[Start of section]

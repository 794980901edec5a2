use super::*;

/// Parses a page or fragment into a fresh [`Dom`]. Top-level nodes of a
/// fragment become children of the document root.
pub(crate) fn parse_html(html: &str) -> Result<Dom> {
    let mut dom = Dom::new();
    let mut stack = vec![dom.root];
    let bytes = html.as_bytes();
    let mut i = 0usize;

    while i < bytes.len() {
        if starts_with_at(bytes, i, b"<!--") {
            let end = find_subslice(bytes, i + 4, b"-->")
                .ok_or_else(|| Error::HtmlParse("unclosed HTML comment".into()))?;
            i = end + 3;
            continue;
        }

        if bytes[i] == b'<' && !bytes.get(i + 1).is_some_and(|b| is_tag_open_char(*b)) {
            // A bare '<' that does not open markup is text.
            let parent = current_parent(&stack)?;
            dom.create_text(parent, "<".to_string());
            i += 1;
            continue;
        }

        if bytes[i] == b'<' {
            if starts_with_at(bytes, i, b"</") {
                let (tag, next) = parse_end_tag(html, i)?;
                i = next;
                close_open_element(&dom, &mut stack, &tag);
                continue;
            }

            if starts_with_at(bytes, i, b"<!") {
                i = parse_declaration_tag(html, i)?;
                continue;
            }

            let (tag, attrs, self_closing, next) = parse_start_tag(html, i)?;
            i = next;
            close_optional_start_tags(&dom, &mut stack, &tag);

            let parent = current_parent(&stack)?;
            let node = dom.create_element(parent, tag.clone(), attrs);

            if is_raw_text_tag(&tag) && !self_closing {
                let close = find_case_insensitive_raw_end_tag(bytes, i, tag.as_bytes())
                    .ok_or_else(|| Error::HtmlParse(format!("unclosed <{tag}>")))?;
                if let Some(body) = html.get(i..close) {
                    if !body.is_empty() {
                        let text = if tag == "textarea" {
                            decode_html_character_references(body)
                        } else {
                            body.to_string()
                        };
                        dom.create_text(node, text);
                    }
                }
                i = close;
                let (_, after_end) = parse_end_tag(html, i)?;
                i = after_end;
                continue;
            }

            if !self_closing && !is_void_tag(&tag) {
                stack.push(node);
            }
            continue;
        }

        let text_start = i;
        while i < bytes.len() && bytes[i] != b'<' {
            i += 1;
        }
        if let Some(text) = html.get(text_start..i) {
            if !text.is_empty() {
                let parent = current_parent(&stack)?;
                dom.create_text(parent, decode_html_character_references(text));
            }
        }
    }

    dom.initialize_form_control_values()?;
    Ok(dom)
}

fn current_parent(stack: &[NodeId]) -> Result<NodeId> {
    stack
        .last()
        .copied()
        .ok_or_else(|| Error::HtmlParse("missing parent element".into()))
}

fn close_open_element(dom: &Dom, stack: &mut Vec<NodeId>, tag: &str) {
    // Stray end tags without a matching open element are ignored.
    let Some(index) = (1..stack.len())
        .rev()
        .find(|index| dom.tag_name(stack[*index]) == Some(tag))
    else {
        return;
    };
    stack.truncate(index);
}

fn close_optional_start_tags(dom: &Dom, stack: &mut Vec<NodeId>, tag: &str) {
    let (closes, scope_boundaries): (&[&str], &[&str]) = match tag {
        "li" => (&["li"], &["ul", "ol", "menu"]),
        "option" => (&["option"], &["select", "datalist", "optgroup"]),
        "optgroup" => (&["option", "optgroup"], &["select"]),
        "dt" | "dd" => (&["dt", "dd"], &["dl"]),
        _ if is_optional_paragraph_terminator_tag(tag) => (&["p"], &[]),
        _ => return,
    };

    for index in (1..stack.len()).rev() {
        let Some(open_tag) = dom.tag_name(stack[index]) else {
            continue;
        };
        if closes.contains(&open_tag) {
            stack.truncate(index);
            return;
        }
        if scope_boundaries.contains(&open_tag) {
            return;
        }
    }
}

fn is_optional_paragraph_terminator_tag(tag: &str) -> bool {
    matches!(
        tag,
        "address"
            | "article"
            | "aside"
            | "blockquote"
            | "div"
            | "dl"
            | "fieldset"
            | "footer"
            | "form"
            | "h1"
            | "h2"
            | "h3"
            | "h4"
            | "h5"
            | "h6"
            | "header"
            | "hr"
            | "main"
            | "nav"
            | "ol"
            | "p"
            | "pre"
            | "section"
            | "table"
            | "ul"
    )
}

fn is_raw_text_tag(tag: &str) -> bool {
    matches!(tag, "script" | "style" | "textarea")
}

fn parse_start_tag(
    html: &str,
    at: usize,
) -> Result<(String, HashMap<String, String>, bool, usize)> {
    let bytes = html.as_bytes();
    let mut i = at + 1;

    let tag_start = i;
    while i < bytes.len() && is_tag_char(bytes[i]) {
        i += 1;
    }
    let tag = html
        .get(tag_start..i)
        .ok_or_else(|| Error::HtmlParse("invalid tag name".into()))?
        .to_ascii_lowercase();
    if tag.is_empty() {
        return Err(Error::HtmlParse("empty tag name".into()));
    }

    let mut attrs = HashMap::new();
    let mut self_closing = false;

    loop {
        skip_ws(bytes, &mut i);
        if i >= bytes.len() {
            return Err(Error::HtmlParse(format!("unclosed start tag <{tag}>")));
        }
        if bytes[i] == b'>' {
            i += 1;
            break;
        }
        if bytes[i] == b'/' && bytes.get(i + 1) == Some(&b'>') {
            self_closing = true;
            i += 2;
            break;
        }
        if !is_attr_name_char(bytes[i]) {
            // Skip junk such as a stray quote between attributes.
            i += 1;
            continue;
        }

        let name_start = i;
        while i < bytes.len() && is_attr_name_char(bytes[i]) {
            i += 1;
        }
        let name = html
            .get(name_start..i)
            .ok_or_else(|| Error::HtmlParse("invalid attribute name".into()))?
            .to_ascii_lowercase();

        skip_ws(bytes, &mut i);
        let value = if bytes.get(i) == Some(&b'=') {
            i += 1;
            skip_ws(bytes, &mut i);
            parse_attr_value(html, bytes, &mut i)?
        } else {
            String::new()
        };
        // First occurrence wins, as in browsers.
        attrs.entry(name).or_insert(value);
    }

    Ok((tag, attrs, self_closing, i))
}

fn parse_declaration_tag(html: &str, at: usize) -> Result<usize> {
    let bytes = html.as_bytes();
    let mut i = at + 2;
    let mut quote: Option<u8> = None;

    while i < bytes.len() {
        let b = bytes[i];
        match quote {
            Some(q) if b == q => quote = None,
            Some(_) => {}
            None if b == b'\'' || b == b'"' => quote = Some(b),
            None if b == b'>' => return Ok(i + 1),
            None => {}
        }
        i += 1;
    }
    Err(Error::HtmlParse("unclosed declaration tag".into()))
}

fn parse_end_tag(html: &str, at: usize) -> Result<(String, usize)> {
    let bytes = html.as_bytes();
    let mut i = at + 2;
    skip_ws(bytes, &mut i);

    let tag_start = i;
    while i < bytes.len() && is_tag_char(bytes[i]) {
        i += 1;
    }
    let tag = html
        .get(tag_start..i)
        .ok_or_else(|| Error::HtmlParse("invalid end tag".into()))?
        .to_ascii_lowercase();

    while i < bytes.len() && bytes[i] != b'>' {
        i += 1;
    }
    if i >= bytes.len() {
        return Err(Error::HtmlParse(format!("unclosed end tag </{tag}")));
    }
    Ok((tag, i + 1))
}

fn parse_attr_value(html: &str, bytes: &[u8], i: &mut usize) -> Result<String> {
    if *i >= bytes.len() {
        return Err(Error::HtmlParse("missing attribute value".into()));
    }

    if bytes[*i] == b'\'' || bytes[*i] == b'"' {
        let quote = bytes[*i];
        *i += 1;
        let start = *i;
        while *i < bytes.len() && bytes[*i] != quote {
            *i += 1;
        }
        if *i >= bytes.len() {
            return Err(Error::HtmlParse("unclosed quoted attribute value".into()));
        }
        let raw = html
            .get(start..*i)
            .ok_or_else(|| Error::HtmlParse("invalid attribute value".into()))?;
        *i += 1;
        return Ok(decode_html_character_references(raw));
    }

    let start = *i;
    while *i < bytes.len()
        && !bytes[*i].is_ascii_whitespace()
        && bytes[*i] != b'>'
        && !(bytes[*i] == b'/' && bytes.get(*i + 1) == Some(&b'>'))
    {
        *i += 1;
    }
    let raw = html
        .get(start..*i)
        .ok_or_else(|| Error::HtmlParse("invalid attribute value".into()))?;
    Ok(decode_html_character_references(raw))
}

pub(crate) fn decode_html_character_references(src: &str) -> String {
    if !src.contains('&') {
        return src.to_string();
    }

    fn decode_numeric(value: &str) -> Option<char> {
        let codepoint = match value.strip_prefix(['x', 'X']) {
            Some(hex) => u32::from_str_radix(hex, 16).ok()?,
            None => value.parse::<u32>().ok()?,
        };
        char::from_u32(codepoint)
    }

    fn decode_named(value: &str) -> Option<char> {
        match value {
            "amp" => Some('&'),
            "lt" => Some('<'),
            "gt" => Some('>'),
            "quot" => Some('"'),
            "apos" | "#39" => Some('\''),
            "nbsp" => Some('\u{00A0}'),
            "hellip" => Some('…'),
            "copy" => Some('©'),
            "laquo" => Some('«'),
            "raquo" => Some('»'),
            _ => None,
        }
    }

    let mut out = String::with_capacity(src.len());
    let mut rest = src;
    while let Some(amp) = rest.find('&') {
        out.push_str(&rest[..amp]);
        let tail = &rest[amp + 1..];
        let decoded = tail.find(';').and_then(|semicolon| {
            let raw = &tail[..semicolon];
            if raw.is_empty() || raw.len() > 10 {
                return None;
            }
            let ch = match raw.strip_prefix('#') {
                Some(numeric) => decode_numeric(numeric),
                None => decode_named(raw),
            }?;
            Some((ch, semicolon + 1))
        });
        match decoded {
            Some((ch, consumed)) => {
                out.push(ch);
                rest = &tail[consumed..];
            }
            None => {
                out.push('&');
                rest = tail;
            }
        }
    }
    out.push_str(rest);
    out
}

fn skip_ws(bytes: &[u8], i: &mut usize) {
    while *i < bytes.len() && bytes[*i].is_ascii_whitespace() {
        *i += 1;
    }
}

fn is_tag_open_char(b: u8) -> bool {
    b.is_ascii_alphabetic() || b == b'/' || b == b'!'
}

fn is_tag_char(b: u8) -> bool {
    b.is_ascii_alphanumeric() || b == b'-' || b == b'_'
}

fn is_attr_name_char(b: u8) -> bool {
    b.is_ascii_alphanumeric() || b == b'-' || b == b'_' || b == b':' || b == b'@'
}

pub(crate) fn is_void_tag(tag: &str) -> bool {
    matches!(
        tag,
        "area"
            | "base"
            | "br"
            | "col"
            | "embed"
            | "hr"
            | "img"
            | "input"
            | "link"
            | "meta"
            | "source"
            | "track"
            | "wbr"
    )
}

fn starts_with_at(bytes: &[u8], at: usize, needle: &[u8]) -> bool {
    bytes
        .get(at..at + needle.len())
        .is_some_and(|window| window == needle)
}

fn find_subslice(bytes: &[u8], from: usize, needle: &[u8]) -> Option<usize> {
    if needle.is_empty() || from > bytes.len() {
        return None;
    }
    bytes[from..]
        .windows(needle.len())
        .position(|window| window == needle)
        .map(|offset| from + offset)
}

fn find_case_insensitive_raw_end_tag(bytes: &[u8], from: usize, tag: &[u8]) -> Option<usize> {
    let mut i = from;
    while i < bytes.len() {
        if bytes[i] == b'<' && bytes.get(i + 1) == Some(&b'/') {
            let mut j = i + 2;
            while j < bytes.len() && bytes[j].is_ascii_whitespace() {
                j += 1;
            }
            let tag_end = j + tag.len();
            if tag_end <= bytes.len()
                && bytes[j..tag_end].eq_ignore_ascii_case(tag)
                && bytes
                    .get(tag_end)
                    .is_none_or(|after| !after.is_ascii_alphanumeric())
            {
                return Some(i);
            }
        }
        i += 1;
    }
    None
}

[End of section]

### WORK ORDER:
Every line above with the string "tail" in it should be copied into the answer.

### ANSWER BELOW:
        let tail = &rest[amp + 1..];
        let decoded = tail.find(';').and_then(|semicolon| {
            let raw = &tail[..semicolon];
                rest = &tail[consumed..];
                rest = tail;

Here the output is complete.